President Donald Trumpannounced in 2017, as a sign of a revitalized American manufacturing economy, calling the promised plant “transformational” and the “eighth wonder of the world.” Mr. Trump announced the deal at a White House ceremony and traveled to Wisconsin in 2018 for the groundbreaking.
Foxconn, the world’s largest electronics manufacturer, signed a contract with Wisconsin under then-Gov. Scott Walker in 2017 to earn nearly $4 billion in state and local tax incentives for a $10 billion display screen manufacturing campus and plant that would employ up to 13,000 people. But Walker, a Republican, lost in 2018 to Democrat Tony Evers, who ran as a critic of the project.
After the deal was signed, Foxconn said it was downsizing the factory to what is known as a Generation 6 plant rather than a Generation 10.5 plant. The facility envisioned now would make smaller thin-film transistor liquid crystal display screens for cell phones and other devices, rather than the larger screens that were first proposed.
The letter sent Monday from Wisconsin Economic Development Corp. Secretary Melissa Hughes confirmed that, from the state’s perspective, Foxconn’s new factory can’t get state tax credits unless the original contract is changed.
Hughes said in the letter to Jay Lee, the vice chairman of Taiwan-based Foxconn, that “Foxconn’s activities and investments in Wisconsin to date are not eligible for credit.”
“As we have discussed numerous times, markets, opportunities and business plans can and often need to change,” Hughes said in the letter. “I have expressed to you my commitment to help negotiate fair terms to support Foxconn’s new and substantially changed vision for the project.”
Foxconn spokeswoman Myranda Tanck had no immediate comment.
Under the original terms of the deal, Foxconn had pledged to create 2,080 full-time jobs and invest $3.3 billion in the project in 2019. However, according to a letter from the WECD obtained by Vox, Foxconn created less than 520 jobs last year, the minimum required to be eligible for tax credits, and invested only $300 million in the project.
The state told Foxconn that because the company is not building the factory envisioned in the contract, the state can’t calculate job creation or capital investment tax credits.
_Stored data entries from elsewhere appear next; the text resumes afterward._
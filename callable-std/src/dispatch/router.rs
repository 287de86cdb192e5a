//! Callback routing.

use callable_core::{Arity, Callback};

/// Where a supplied callback ends up after construction.
#[derive(Debug, Clone, Copy, PartialEq, Eq)]
pub enum Delivery {
    /// No callback was supplied.
    NoCallback,
    /// Delivered to the invocation operation.
    Operation,
    /// Kept from the invocation operation; only the constructor saw it.
    Withheld,
}

/// Decides from the invocation operation's declared arity whether it gets the
/// callback.
///
/// The callback slot is not a value parameter, so an operation whose only
/// parameter is the (optional) callback counts as nullary. Value parameters
/// with defaults do count.
#[derive(Debug, Clone, Copy, Default)]
pub struct CallbackRouter;

impl CallbackRouter {
    /// The routing decision alone.
    pub fn decide(arity: Arity, has_callback: bool) -> Delivery {
        match (has_callback, arity.is_nullary()) {
            (false, _) => Delivery::NoCallback,
            (true, true) => Delivery::Operation,
            (true, false) => Delivery::Withheld,
        }
    }

    /// Route `callback`, returning the decision and what the operation receives.
    pub fn route(arity: Arity, callback: Option<Callback<'_>>) -> (Delivery, Option<Callback<'_>>) {
        let delivery = Self::decide(arity, callback.is_some());
        match delivery {
            Delivery::Operation => (delivery, callback),
            Delivery::NoCallback | Delivery::Withheld => (delivery, None),
        }
    }
}
//! Error types for the construct-and-invoke protocol.
//!
//! This module provides a structured error hierarchy using `thiserror`:
//!
//! - [`ArgumentError`] - The built-in "invalid arguments" kind
//! - [`Failure`] - What constructors and invocation operations return
//! - [`ConstructionError`] - An [`ArgumentError`] raised while constructing
//! - [`MissingOperationError`] - The instance has no invocation operation
//! - [`CallableError`] - Top-level error returned by a dispatch

use std::backtrace::Backtrace;
use std::fmt;
use std::sync::Arc;
use thiserror::Error;

/// A boxed error type for dynamic error handling.
pub type BoxError = Box<dyn std::error::Error + Send + Sync + 'static>;

/// The built-in "invalid arguments" error kind.
///
/// Raised when a constructor cannot accept the supplied argument set: wrong
/// number of positional values, a missing or unknown keyword, a value of the
/// wrong shape. It is the only kind a dispatch ever turns into a
/// [`ConstructionError`].
#[derive(Error, Debug, Clone)]
#[error("{message}")]
pub struct ArgumentError {
    message: String,
    trace: Arc<Backtrace>,
}

impl ArgumentError {
    /// Create a new argument error, capturing a backtrace at the call site.
    pub fn new(message: impl Into<String>) -> Self {
        Self {
            message: message.into(),
            trace: Arc::new(Backtrace::capture()),
        }
    }

    /// `wrong number of arguments (given 0, expected 1)`.
    pub fn wrong_arity(given: usize, expected: impl fmt::Display) -> Self {
        Self::new(format!(
            "wrong number of arguments (given {given}, expected {expected})"
        ))
    }

    /// `missing keyword: :x` or `missing keywords: :x, :y`.
    pub fn missing_keywords<S: AsRef<str>>(names: &[S]) -> Self {
        Self::new(keyword_message("missing", names))
    }

    /// `unknown keyword: :x` or `unknown keywords: :x, :y`.
    pub fn unknown_keywords<S: AsRef<str>>(names: &[S]) -> Self {
        Self::new(keyword_message("unknown", names))
    }

    /// The error message.
    pub fn message(&self) -> &str {
        &self.message
    }

    /// The backtrace captured where the error was raised.
    ///
    /// Only populated when `RUST_BACKTRACE` or `RUST_LIB_BACKTRACE` enables it.
    pub fn trace(&self) -> &Backtrace {
        &self.trace
    }
}

fn keyword_message<S: AsRef<str>>(prefix: &str, names: &[S]) -> String {
    let plural = if names.len() == 1 { "" } else { "s" };
    let list = names
        .iter()
        .map(|n| format!(":{}", n.as_ref()))
        .collect::<Vec<_>>()
        .join(", ");
    format!("{prefix} keyword{plural}: {list}")
}

/// A failure raised by a constructor or an invocation operation.
///
/// The two variants are the explicit error-kind enumeration the dispatcher
/// matches on. Only [`Failure::InvalidArguments`] raised by a constructor is
/// ever reclassified; a caller-defined error always travels as
/// [`Failure::Custom`], even when it describes bad arguments too.
#[derive(Error, Debug)]
pub enum Failure {
    /// The built-in "invalid arguments" kind.
    #[error(transparent)]
    InvalidArguments(#[from] ArgumentError),

    /// Any other error, including caller-defined refinements of
    /// "invalid arguments".
    #[error(transparent)]
    Custom(BoxError),
}

impl Failure {
    /// Wrap a caller-defined error.
    pub fn custom<E>(error: E) -> Self
    where
        E: std::error::Error + Send + Sync + 'static,
    {
        Failure::Custom(Box::new(error))
    }

    /// Shorthand for a built-in argument error with the given message.
    pub fn invalid_arguments(message: impl Into<String>) -> Self {
        Failure::InvalidArguments(ArgumentError::new(message))
    }

    /// Shorthand for an untyped custom error carrying only a message.
    pub fn msg(message: impl Into<String>) -> Self {
        let message: String = message.into();
        Failure::Custom(message.into())
    }

    /// Returns `true` for the built-in "invalid arguments" kind only.
    pub fn is_invalid_arguments(&self) -> bool {
        matches!(self, Failure::InvalidArguments(_))
    }

    /// Downcast a custom error to its concrete type.
    pub fn downcast_ref<E: std::error::Error + 'static>(&self) -> Option<&E> {
        match self {
            Failure::Custom(err) => err.downcast_ref::<E>(),
            Failure::InvalidArguments(err) => {
                (err as &(dyn std::error::Error + 'static)).downcast_ref::<E>()
            }
        }
    }
}

impl From<BoxError> for Failure {
    fn from(err: BoxError) -> Self {
        Failure::Custom(err)
    }
}

/// A constructor rejected its argument set.
///
/// Produced only by the dispatcher, and only from a constructor failure whose
/// kind is exactly [`ArgumentError`].
#[derive(Error, Debug)]
#[error("Cannot instantiate {type_name}: {message}")]
pub struct ConstructionError {
    type_name: String,
    message: String,
    #[source]
    source: ArgumentError,
}

impl ConstructionError {
    /// Wrap an argument error raised while constructing `type_name`.
    pub fn new(type_name: impl Into<String>, source: ArgumentError) -> Self {
        Self {
            type_name: type_name.into(),
            message: source.message().to_owned(),
            source,
        }
    }

    /// Name of the type that could not be constructed.
    pub fn type_name(&self) -> &str {
        &self.type_name
    }

    /// Message of the original argument error.
    pub fn message(&self) -> &str {
        &self.message
    }

    /// The original argument error, backtrace included.
    pub fn original(&self) -> &ArgumentError {
        &self.source
    }
}

/// The constructed instance exposes no invocation operation.
#[derive(Error, Debug, Clone, PartialEq, Eq)]
#[error("{type_name} must implement call")]
pub struct MissingOperationError {
    type_name: String,
}

impl MissingOperationError {
    /// Create a new error for the given type name.
    pub fn new(type_name: impl Into<String>) -> Self {
        Self {
            type_name: type_name.into(),
        }
    }

    /// Name of the offending type.
    pub fn type_name(&self) -> &str {
        &self.type_name
    }
}

/// Top-level error type returned by a dispatch.
#[derive(Error, Debug)]
pub enum CallableError {
    /// The constructor raised the built-in "invalid arguments" kind.
    #[error(transparent)]
    Construction(#[from] ConstructionError),

    /// The constructed instance has no invocation operation.
    #[error(transparent)]
    MissingOperation(#[from] MissingOperationError),

    /// Any other failure from either phase, untouched.
    #[error(transparent)]
    Failed(#[from] Failure),
}

impl CallableError {
    /// Returns `true` if this is a [`ConstructionError`].
    pub fn is_construction(&self) -> bool {
        matches!(self, CallableError::Construction(_))
    }

    /// The propagated failure, if this error is one.
    pub fn failure(&self) -> Option<&Failure> {
        match self {
            CallableError::Failed(failure) => Some(failure),
            _ => None,
        }
    }

    /// Downcast a propagated failure to a concrete error type.
    pub fn downcast_ref<E: std::error::Error + 'static>(&self) -> Option<&E> {
        self.failure().and_then(Failure::downcast_ref)
    }
}
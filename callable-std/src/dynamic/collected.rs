//! Distributed registration of target types.

use super::registry::RegistryBuilder;
use super::target_type::TargetType;

/// A target type submitted to the distributed collection via `inventory`.
///
/// ```rust,ignore
/// fn send_email() -> TargetType {
///     TargetType::of::<SendEmail>()
/// }
///
/// inventory::submit! { TargetRegistration::new(send_email) }
///
/// let registry = Registry::builder().collect().build()?;
/// ```
pub struct TargetRegistration {
    factory: fn() -> TargetType,
}

impl TargetRegistration {
    /// Register the target type produced by `factory`.
    pub const fn new(factory: fn() -> TargetType) -> Self {
        Self { factory }
    }

    /// Build the target type.
    pub fn target(&self) -> TargetType {
        (self.factory)()
    }
}

inventory::collect!(TargetRegistration);

impl RegistryBuilder {
    /// Register every target type submitted with `inventory::submit!`.
    pub fn collect(self) -> Self {
        inventory::iter::<TargetRegistration>
            .into_iter()
            .fold(self, |builder, registration| {
                builder.register(registration.target())
            })
    }
}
“Once Foxconn is able to provide more accurate details of the proposed project, such as its size, scope, anticipated capital investment, and job creation, WEDC would be able to offer support for the project with tax incentives as it does for many large and small Wisconsin businesses,” Hughes wrote.
State Representative Gordon Hintz, the Democratic minority leader and a longtime critic of the project, said the announcement “cements Foxconn’s legacy in Wisconsin as one of broken promises, a lack of transparency, and a complete failure to create the jobs and infrastructure the company touted in 2017.”